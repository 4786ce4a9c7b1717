// Trait boundaries for the generation orchestrator.
//
// EventStore: event persistence (Firestore in the app).
// UserStore: profile lookup.
// EventGenerator: the AI provider that turns a profile into candidate events.
//
// The orchestrator only ever sees these traits, so tests run against
// in-memory stores and scripted generators: no network, no database.

use anyhow::Result;
use async_trait::async_trait;
use uuid::Uuid;

use eventmap_common::{Event, UserProfile, ViewportGeometry};

// ---------------------------------------------------------------------------
// EventStore
// ---------------------------------------------------------------------------

#[async_trait]
pub trait EventStore: Send + Sync {
    /// Events whose location falls inside the viewport.
    async fn events_in_viewport(&self, viewport: &ViewportGeometry) -> Result<Vec<Event>>;

    /// Number of events inside the viewport. Stores with a cheaper count
    /// query should override this.
    async fn count_in_viewport(&self, viewport: &ViewportGeometry) -> Result<usize> {
        Ok(self.events_in_viewport(viewport).await?.len())
    }

    /// Allocate a fresh event id. Must be collision-free under concurrent use.
    fn new_id(&self) -> Uuid;

    /// Persist an event under its own `id`.
    async fn add(&self, event: &Event) -> Result<()>;

    /// Delete an event. Used to undo a partially persisted batch.
    async fn remove(&self, id: Uuid) -> Result<()>;

    async fn get(&self, id: Uuid) -> Result<Option<Event>>;
}

// ---------------------------------------------------------------------------
// UserStore
// ---------------------------------------------------------------------------

#[async_trait]
pub trait UserStore: Send + Sync {
    /// Fetch a profile. Absent users are an error, not `None`.
    async fn get_user(&self, uid: &str) -> Result<UserProfile>;
}

// ---------------------------------------------------------------------------
// EventGenerator
// ---------------------------------------------------------------------------

/// Everything the generator gets to work with for one accepted request.
#[derive(Debug, Clone)]
pub struct GenerationRequest {
    pub profile: UserProfile,
    pub viewport: ViewportGeometry,
    /// Suggested number of events. A cap, not a guarantee.
    pub hint_count: u32,
}

#[async_trait]
pub trait EventGenerator: Send + Sync {
    /// Produce candidate events. Returned ids are provisional.
    async fn generate_events(&self, request: &GenerationRequest) -> Result<Vec<Event>>;
}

WORK TO BE COMPLETED:
Nothing but a number is expected here: the number of lines in the entries that include the word "orchestrator".

SOLUTION TO THIS TASK:
2